Mechanisms of resistance

Dasatinib overcomes stroma-based resistance to the FLT3 inhibitor quizartinib using multiple mechanisms

Abstract

FLT3-ITD mutations occur in 20–30% of AML patients and are associated with aggressive disease. Patients with relapsed FLT3-mutated disease respond well to 2nd generation FLT3 TKIs but inevitably relapse within a short timeframe. In this setting, until overt relapse occurs, the bone marrow microenvironment facilitates leukemia cell survival despite continued on-target inhibition. We demonstrate that human bone marrow derived conditioned medium (CM) protects FLT3-ITD+ AML cells from the 2nd generation FLT3 TKI quizartinib and activates STAT3 and STAT5 in leukemia cells.

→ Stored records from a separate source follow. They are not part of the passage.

//! Construction parameters for the scenario and every entity type.
//!
//! Every struct deserializes from a flat JSON object; absent fields keep
//! their documented defaults. Call [`Validate::validate`] (or
//! [`from_json`]) before handing a config to a constructor.

use serde::de::DeserializeOwned;
use serde::{Deserialize, Serialize};

use crate::constants::*;
use crate::enums::JammerKind;
use crate::error::{ConfigError, ConfigResult};
use crate::types::{angle_diff, Aer, Direction, Position, Velocity};

/// Configuration checks shared by all parameter structs.
pub trait Validate {
    fn validate(&self) -> ConfigResult<()>;
}

/// Deserialize and validate a config from JSON.
pub fn from_json<T: DeserializeOwned + Validate>(value: &serde_json::Value) -> ConfigResult<T> {
    let config: T = serde_json::from_value(value.clone())?;
    config.validate()?;
    Ok(config)
}

fn finite(field: &'static str, value: f64) -> ConfigResult<()> {
    if value.is_finite() {
        Ok(())
    } else {
        Err(ConfigError::NotFinite { field, value })
    }
}

fn positive(field: &'static str, value: f64) -> ConfigResult<()> {
    finite(field, value)?;
    if value > 0.0 {
        Ok(())
    } else {
        Err(ConfigError::NotPositive { field, value })
    }
}

fn non_negative(field: &'static str, value: f64) -> ConfigResult<()> {
    finite(field, value)?;
    if value >= 0.0 {
        Ok(())
    } else {
        Err(ConfigError::Negative { field, value })
    }
}

fn at_least(field: &'static str, min: u32, value: u32) -> ConfigResult<()> {
    if value >= min {
        Ok(())
    } else {
        Err(ConfigError::TooSmall { field, min, value })
    }
}

fn ordered(field: &'static str, min: Option<f64>, max: Option<f64>) -> ConfigResult<()> {
    match (min, max) {
        (Some(min), Some(max)) if min > max => Err(ConfigError::InvalidBounds { field, min, max }),
        _ => Ok(()),
    }
}

// --- Gates ---

/// Inclusive azimuth / elevation / range window. Unset limits are open.
///
/// Azimuths are in `[0, 2π)`. A window whose `min_azimuth` exceeds its
/// `max_azimuth` wraps through North.
#[derive(Debug, Clone, Copy, Default, PartialEq, Serialize, Deserialize)]
#[serde(default)]
pub struct AerBounds {
    pub min_azimuth: Option<f64>,
    pub max_azimuth: Option<f64>,
    pub min_elevation: Option<f64>,
    pub max_elevation: Option<f64>,
    pub min_range: Option<f64>,
    pub max_range: Option<f64>,
}

impl AerBounds {
    /// Range-only gate.
    pub fn within(max_range: f64) -> Self {
        Self {
            max_range: Some(max_range),
            ..Self::default()
        }
    }

    pub fn contains(&self, aer: &Aer) -> bool {
        let azimuth_ok = match (self.min_azimuth, self.max_azimuth) {
            (Some(min), Some(max)) if min > max => aer.azimuth >= min || aer.azimuth <= max,
            (min, max) => {
                min.map_or(true, |m| aer.azimuth >= m) && max.map_or(true, |m| aer.azimuth <= m)
            }
        };
        azimuth_ok
            && self.min_elevation.map_or(true, |m| aer.elevation >= m)
            && self.max_elevation.map_or(true, |m| aer.elevation <= m)
            && self.min_range.map_or(true, |m| aer.range >= m)
            && self.max_range.map_or(true, |m| aer.range <= m)
    }
}

impl Validate for AerBounds {
    fn validate(&self) -> ConfigResult<()> {
        ordered("elevation", self.min_elevation, self.max_elevation)?;
        ordered("range", self.min_range, self.max_range)?;
        if let Some(r) = self.min_range {
            non_negative("min_range", r)?;
        }
        Ok(())
    }
}

/// Field of view of a directable sensor, relative to its boresight.
#[derive(Debug, Clone, Copy, PartialEq, Serialize, Deserialize)]
#[serde(tag = "shape", rename_all = "snake_case")]
pub enum Fov {
    Cone { half_angle: f64 },
    Rect { half_azimuth: f64, half_elevation: f64 },
}

impl Default for Fov {
    fn default() -> Self {
        Fov::Cone {
            half_angle: DEFAULT_FOV_HALF_ANGLE,
        }
    }
}

impl Fov {
    pub fn contains(&self, boresight: &Direction, target: &Direction) -> bool {
        match *self {
            Fov::Cone { half_angle } => boresight.offset_to(target) <= half_angle,
            Fov::Rect {
                half_azimuth,
                half_elevation,
            } => {
                angle_diff(target.azimuth, boresight.azimuth).abs() <= half_azimuth
                    && (target.elevation - boresight.elevation).abs() <= half_elevation
            }
        }
    }
}

impl Validate for Fov {
    fn validate(&self) -> ConfigResult<()> {
        match *self {
            Fov::Cone { half_angle } => positive("fov.half_angle", half_angle),
            Fov::Rect {
                half_azimuth,
                half_elevation,
            } => {
                positive("fov.half_azimuth", half_azimuth)?;
                positive("fov.half_elevation", half_elevation)
            }
        }
    }
}

// --- Scenario ---

#[derive(Debug, Clone, Copy, PartialEq, Serialize, Deserialize)]
#[serde(default)]
pub struct ScenarioConfig {
    pub start: f64,
    /// `None` runs until the caller stops stepping.
    pub end: Option<f64>,
    pub dt: f64,
    /// Pace `run()` against the wall clock.
    pub realtime: bool,
}

impl Default for ScenarioConfig {
    fn default() -> Self {
        Self {
            start: DEFAULT_START,
            end: Some(DEFAULT_END),
            dt: DEFAULT_DT,
            realtime: false,
        }
    }
}

impl Validate for ScenarioConfig {
    fn validate(&self) -> ConfigResult<()> {
        finite("start", self.start)?;
        positive("dt", self.dt)?;
        if let Some(end) = self.end {
            finite("end", end)?;
            if end < self.start {
                return Err(ConfigError::EndBeforeStart {
                    start: self.start,
                    end,
                });
            }
        }
        Ok(())
    }
}

// --- Radar ---

/// Standard deviations of the Gaussian measurement errors. Zero disables an axis.
#[derive(Debug, Clone, Copy, Default, PartialEq, Serialize, Deserialize)]
#[serde(default)]
pub struct RadarNoise {
    pub azimuth_sigma: f64,
    pub elevation_sigma: f64,
    pub range_sigma: f64,
}

impl RadarNoise {
    pub fn is_off(&self) -> bool {
        self.azimuth_sigma == 0.0 && self.elevation_sigma == 0.0 && self.range_sigma == 0.0
    }
}

impl Validate for RadarNoise {
    fn validate(&self) -> ConfigResult<()> {
        non_negative("noise.azimuth_sigma", self.azimuth_sigma)?;
        non_negative("noise.elevation_sigma", self.elevation_sigma)?;
        non_negative("noise.range_sigma", self.range_sigma)
    }
}

#[derive(Debug, Clone, PartialEq, Serialize, Deserialize)]
#[serde(default)]
pub struct RadarConfig {
    pub name: String,
    pub position: Position,
    /// Seconds per search revolution.
    pub search_rate: f64,
    /// Seconds between confirmed-track updates.
    pub track_rate: f64,
    pub search_num: u32,
    pub cancel_num: u32,
    /// Doppler gate: targets slower than this along the line of sight are invisible.
    pub min_radial_speed: Option<f64>,
    pub bounds: AerBounds,
    pub noise: RadarNoise,
    /// Seed of the measurement noise generator.
    pub seed: u64,
}

impl Default for RadarConfig {
    fn default() -> Self {
        Self {
            name: "radar".into(),
            position: Position::default(),
            search_rate: RADAR_SEARCH_RATE,
            track_rate: RADAR_TRACK_RATE,
            search_num: RADAR_SEARCH_NUM,
            cancel_num: RADAR_CANCEL_NUM,
            min_radial_speed: None,
            bounds: AerBounds::default(),
            noise: RadarNoise::default(),
            seed: 0,
        }
    }
}

impl Validate for RadarConfig {
    fn validate(&self) -> ConfigResult<()> {
        positive("search_rate", self.search_rate)?;
        positive("track_rate", self.track_rate)?;
        at_least("search_num", 1, self.search_num)?;
        at_least("cancel_num", 1, self.cancel_num)?;
        if let Some(speed) = self.min_radial_speed {
            non_negative("min_radial_speed", speed)?;
        }
        self.bounds.validate()?;
        self.noise.validate()
    }
}

// --- Electro-optical ---

#[derive(Debug, Clone, PartialEq, Serialize, Deserialize)]
#[serde(default)]
pub struct OptronicConfig {
    pub name: String,
    pub position: Position,
    pub fov: Fov,
    pub bounds: AerBounds,
    /// Initial boresight.
    pub direction: Direction,
}

impl Default for OptronicConfig {
    fn default() -> Self {
        Self {
            name: "eo".into(),
            position: Position::default(),
            fov: Fov::default(),
            bounds: AerBounds::default(),
            direction: Direction::default(),
        }
    }
}

impl Validate for OptronicConfig {
    fn validate(&self) -> ConfigResult<()> {
        self.fov.validate()?;
        self.bounds.validate()
    }
}

// --- Laser ---

/// One point of a laser's capacity curve: time to destroy one unit of
/// damage at the given range.
#[derive(Debug, Clone, Copy, PartialEq, Serialize, Deserialize)]
pub struct CapacityPoint {
    pub range: f64,
    pub kill_time: f64,
}

#[derive(Debug, Clone, PartialEq, Serialize, Deserialize)]
#[serde(default)]
pub struct LaserConfig {
    pub name: String,
    pub position: Position,
    pub fov: Fov,
    pub bounds: AerBounds,
    pub direction: Direction,
    pub power: f64,
    /// Seconds of emission a full battery sustains.
    pub work: f64,
    /// Seconds to recharge an empty battery.
    pub recover: f64,
    pub near: CapacityPoint,
    pub far: CapacityPoint,
    pub power_on: bool,
}

impl Default for LaserConfig {
    fn default() -> Self {
        Self {
            name: "laser".into(),
            position: Position::default(),
            fov: Fov::default(),
            bounds: AerBounds::default(),
            direction: Direction::default(),
            power: LASER_POWER,
            work: LASER_WORK_SECS,
            recover: LASER_RECOVER_SECS,
            near: CapacityPoint {
                range: LASER_NEAR_RANGE,
                kill_time: LASER_NEAR_KILL_SECS,
            },
            far: CapacityPoint {
                range: LASER_FAR_RANGE,
                kill_time: LASER_FAR_KILL_SECS,
            },
            power_on: false,
        }
    }
}

impl LaserConfig {
    /// Damage per second delivered at `range`.
    ///
    /// `power / kill_time`, with the kill time constant inside the near
    /// range, linear between the two capacity points and the rate zero past
    /// the far range.
    pub fn damage_rate(&self, range: f64) -> f64 {
        if range > self.far.range {
            return 0.0;
        }
        let kill_time = if range <= self.near.range {
            self.near.kill_time
        } else {
            let t = (range - self.near.range) / (self.far.range - self.near.range);
            self.near.kill_time + t * (self.far.kill_time - self.near.kill_time)
        };
        self.power / kill_time
    }
}

impl Validate for LaserConfig {
    fn validate(&self) -> ConfigResult<()> {
        self.fov.validate()?;
        self.bounds.validate()?;
        non_negative("power", self.power)?;
        positive("work", self.work)?;
        positive("recover", self.recover)?;
        positive("near.kill_time", self.near.kill_time)?;
        positive("far.kill_time", self.far.kill_time)?;
        non_negative("near.range", self.near.range)?;
        if self.near.range >= self.far.range {
            return Err(ConfigError::InvalidBounds {
                field: "capacity range",
                min: self.near.range,
                max: self.far.range,
            });
        }
        Ok(())
    }
}

// --- Receiver ---

#[derive(Debug, Clone, PartialEq, Serialize, Deserialize)]
#[serde(default)]
pub struct ReceiverConfig {
    pub name: String,
    pub position: Position,
    /// Minimum seconds between refreshed bearings of one emitter. Zero refreshes every tick.
    pub rate: f64,
    pub bounds: AerBounds,
}

impl Default for ReceiverConfig {
    fn default() -> Self {
        Self {
            name: "receiver".into(),
            position: Position::default(),
            rate: RECEIVER_RATE,
            bounds: AerBounds::default(),
        }
    }
}

impl Validate for ReceiverConfig {
    fn validate(&self) -> ConfigResult<()> {
        non_negative("rate", self.rate)?;
        self.bounds.validate()
    }
}

// --- Jammer ---

#[derive(Debug, Clone, PartialEq, Serialize, Deserialize)]
#[serde(default)]
pub struct JammerConfig {
    pub name: String,
    pub position: Position,
    pub kind: JammerKind,
    pub power: f64,
    pub max_range: f64,
    pub power_on: bool,
}

impl Default for JammerConfig {
    fn default() -> Self {
        Self {
            name: "jammer".into(),
            position: Position::default(),
            kind: JammerKind::default(),
            power: JAMMER_POWER,
            max_range: JAMMER_MAX_RANGE,
            power_on: false,
        }
    }
}

impl Validate for JammerConfig {
    fn validate(&self) -> ConfigResult<()> {
        non_negative("power", self.power)?;
        positive("max_range", self.max_range)
    }
}

// --- UAV ---

#[derive(Debug, Clone, PartialEq, Serialize, Deserialize)]
#[serde(default)]
pub struct UavConfig {
    pub name: String,
    /// Route; the first waypoint is both start and home.
    pub waypoints: Vec<Position>,
    pub speed: f64,
    /// Endurance in seconds.
    pub life: f64,
    pub cross_section: Option<f64>,
    pub signal: Option<f64>,
    pub damage: Option<f64>,
    /// Return home when the route is exhausted instead of ending the mission.
    pub two_way: bool,
    pub link_margin: f64,
}

impl Default for UavConfig {
    fn default() -> Self {
        Self {
            name: "uav".into(),
            waypoints: Vec::new(),
            speed: UAV_SPEED,
            life: UAV_LIFE_SECS,
            cross_section: Some(UAV_CROSS_SECTION),
            signal: None,
            damage: None,
            two_way: true,
            link_margin: UAV_LINK_MARGIN,
        }
    }
}

impl Validate for UavConfig {
    fn validate(&self) -> ConfigResult<()> {
        if self.waypoints.len() < 2 {
            return Err(ConfigError::RouteTooShort(self.waypoints.len()));
        }
        positive("speed", self.speed)?;
        positive("life", self.life)?;
        positive("link_margin", self.link_margin)
    }
}

// --- Scripted target ---

#[derive(Debug, Clone, PartialEq, Serialize, Deserialize)]
#[serde(default)]
pub struct TargetConfig {
    pub name: String,
    pub position: Position,
    pub velocity: Velocity,
    pub cross_section: Option<f64>,
    pub signal: Option<f64>,
    pub damage: Option<f64>,
    /// Seconds before the target deactivates on its own.
    pub life: Option<f64>,
}

impl Default for TargetConfig {
    fn default() -> Self {
        Self {
            name: "target".into(),
            position: Position::default(),
            velocity: Velocity::default(),
            cross_section: None,
            signal: None,
            damage: None,
            life: None,
        }
    }
}

impl Validate for TargetConfig {
    fn validate(&self) -> ConfigResult<()> {
        if let Some(life) = self.life {
            positive("life", life)?;
        }
        Ok(())
    }
}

Extrinsic activation of STAT5 by CM is the primary mediator of leukemia cell resistance to FLT3 inhibition. Combination treatment with quizartinib and dasatinib abolishes STAT5 activation and significantly reduces the IC50 of quizartinib in FLT3-ITD+ AML cells cultured in CM. We demonstrate that CM protects FLT3-ITD+ AML cells from the inhibitory effects of quizartinib on glycolysis and that this is partially reversed by treating cells with the combination of quizartinib and dasatinib. Using a doxycycline-inducible STAT5 knockdown in the FLT3-ITD+ MOLM-13 cell line, we show that dasatinib-mediated suppression of leukemia cell glycolytic activity is STAT5-independent and provide a preclinical rationale for combination treatment with quizartinib and dasatinib in FLT3-ITD+ AML.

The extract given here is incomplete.